Lede: DER presented a modest proposed budget increase for 2026, noting no reductions in position authority; the department plans to move Milwaukee’s Medicare supplementary coverage to a Medicare Advantage product, expand wellness and return‑to‑work programs, and continue multi‑year market pay studies.

Nut Graf: Director Jackie Q. Carter and DER leadership said 2026 is largely a ‘‘cost‑to‑continue’’ budget with a net increase driven mainly by higher health‑care and workers’ compensation projections. DER described targeted investments in recruitment, internships, apprenticeship programs, a management trainee pipeline and a push to modernize personnel workflows using Workday.

Key budget figures and benefits changes: Budget staff summarized DER’s net operating change as approximately $144,000 with one fewer FTE funded in the operating budget (a paralegal line removed while position authority was retained). The department reported an expected 6% increase in city health‑care spending for 2026 (noting benefits costs vary by plan), and a $1 million increase in projected workers’ compensation spending. DER also plans to shift the city’s retiree Medicare supplement to a Medicare Advantage plan (UnitedHealthcare) beginning in 2026; staff said they held outreach sessions and will offer targeted enrollment assistance for covered retirees.

Recruitment and internship efforts: Staffing manager Kristen Hennessy Urban described a broad outreach plan that includes 9 career fairs at Milwaukee Public Library locations in the coming months and partnerships with MPS, MATC and UWM for internships and youth apprenticeships. Kwabena Marcus J. Collins, DER’s diversity recruiter, described a new SMIRA (subject‑matter recruitment ambassador) program that mobilizes internal subject matter experts to help departments recruit for technical and specialized roles.

Compensation and pay studies: Human resources manager Andrea Knickerbocker summarized a multi‑year market‑study program that began in 2021. The department has completed most large studies internally, rather than hiring outside consultants, and officials said the studies have increased applicant pools and improved hiring rates in targeted titles. Knickerbocker said market studies are expensive and that the city should consider predictable pay progression and performance reviews as more cost‑effective and sustainable ways to address pay compression.

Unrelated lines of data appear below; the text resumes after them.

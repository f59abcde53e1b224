//! Error types for every layer of the crate.
//!
//! Notation and replay failures are user-facing; `InvalidMoveError` marks a
//! broken precondition inside the engine and should never surface for input
//! that went through the legal move generator.

use thiserror::Error;

use crate::board::chess_types::{Color, Square};

/// `apply_move` was handed a move whose origin square is empty or holds the
/// wrong side's piece.
#[derive(Debug, Clone, PartialEq, Eq, Error)]
pub enum InvalidMoveError {
    #[error("no piece on from-square {0}")]
    EmptyFromSquare(Square),

    #[error("piece on from-square {square} belongs to {found}, but {expected} is to move")]
    WrongColor {
        square: Square,
        found: Color,
        expected: Color,
    },
}

/// A single movetext token could not be resolved against the board.
#[derive(Debug, Clone, PartialEq, Eq, Error)]
pub enum NotationError {
    /// Token is well formed but no legal move matches it.
    #[error("illegal move `{0}`")]
    Illegal(String),

    /// Token matches several legal moves even after disambiguation.
    #[error("ambiguous move `{token}` matches {candidates} legal moves")]
    Ambiguous { token: String, candidates: usize },

    /// Token is not a move number, result, or move shape at all.
    #[error("malformed movetext token `{0}`")]
    Malformed(String),
}

/// Cause of a replay stopping early.
#[derive(Debug, Clone, PartialEq, Eq, Error)]
pub enum MoveError {
    #[error(transparent)]
    Notation(#[from] NotationError),

    /// Engine defect: a generated move did not fit the board it came from.
    #[error("internal move application failure: {0}")]
    Invalid(#[from] InvalidMoveError),
}

/// Replay stopped at `ply` on `token`. No partial game is produced.
#[derive(Debug, Clone, PartialEq, Eq, Error)]
#[error("replay failed at ply {ply} on token `{token}`: {source}")]
pub struct ReplayError {
    pub ply: usize,
    pub token: String,
    #[source]
    pub source: MoveError,
}

impl ReplayError {
    pub fn is_illegal(&self) -> bool {
        matches!(self.source, MoveError::Notation(NotationError::Illegal(_)))
    }

    pub fn is_ambiguous(&self) -> bool {
        matches!(self.source, MoveError::Notation(NotationError::Ambiguous { .. }))
    }

    pub fn is_malformed(&self) -> bool {
        matches!(self.source, MoveError::Notation(NotationError::Malformed(_)))
    }
}

#[derive(Debug, Clone, PartialEq, Eq, Error)]
pub enum FenError {
    #[error("missing FEN field: {0}")]
    MissingField(&'static str),

    #[error("FEN has extra trailing fields")]
    TrailingFields,

    #[error("invalid board layout: {0}")]
    InvalidLayout(String),

    #[error("invalid side-to-move field: {0}")]
    InvalidSideToMove(String),

    #[error("invalid castling rights field: {0}")]
    InvalidCastling(String),

    #[error("invalid en-passant field: {0}")]
    InvalidEnPassant(String),

    #[error("invalid {field}: {value}")]
    InvalidCounter { field: &'static str, value: String },

    #[error("position must contain exactly one {0} king")]
    KingCount(Color),

    #[error("pawn on back rank at square {0}")]
    PawnOnBackRank(Square),
}

#[derive(Debug, Clone, PartialEq, Eq, Error)]
pub enum PgnError {
    #[error("invalid PGN header line: {0}")]
    InvalidHeader(String),

    #[error("PGN SetUp=1 is present but FEN header is missing")]
    MissingSetupFen,

    #[error("invalid SetUp FEN: {0}")]
    SetupFen(#[from] FenError),

    #[error(transparent)]
    Movetext(#[from] NotationError),
}

#[derive(Debug, Clone, PartialEq, Eq, Error)]
pub enum ImportError {
    #[error("could not read game record: {0}")]
    Pgn(#[from] PgnError),

    #[error("could not replay game: {0}")]
    Replay(#[from] ReplayError),

    #[error("game has {plies} plies, limit is {limit}")]
    TooManyPlies { plies: usize, limit: usize },
}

Wellness, return to work and safety: Benefits director Molly King said 2025 had no increase in health costs but 2026 modeling projects higher premiums. DER described ongoing wellness offerings, expanded chronic‑care and diabetes programs, a year‑round clinic and expanded ergonomic and mental‑health supports. The department emphasized a ‘‘bridge to work’’ light‑duty program for employees recovering from work injuries, and a pilot collaboration with the Fire Department to add athletic‑trainer support and reduce lengthy workers’‑compensation absences.

HR policy, training and Workday: Catherine Holiday, HR Compliance Officer, said DER has launched a 12‑month curriculum to train personnel officers across departments and will use Workday’s learning platform to standardize training and HR workflows. DER said Workday will also streamline requisition‑to‑onboarding workflows, reduce paperwork, and help enforcement of consistent HR processes across city departments.

What committee members asked: Council members asked about the proposed 2% across‑the‑board pay adjustment in the mayor’s budget, alternatives such as mid‑year or targeted supplements, increasing Healthy Rewards or HRA amounts, the $1M worker‑comp increase and staff recruitment for chronically vacant trades and public‑health roles. DER described ongoing work to study pay and to recruit through apprenticeships and partnerships.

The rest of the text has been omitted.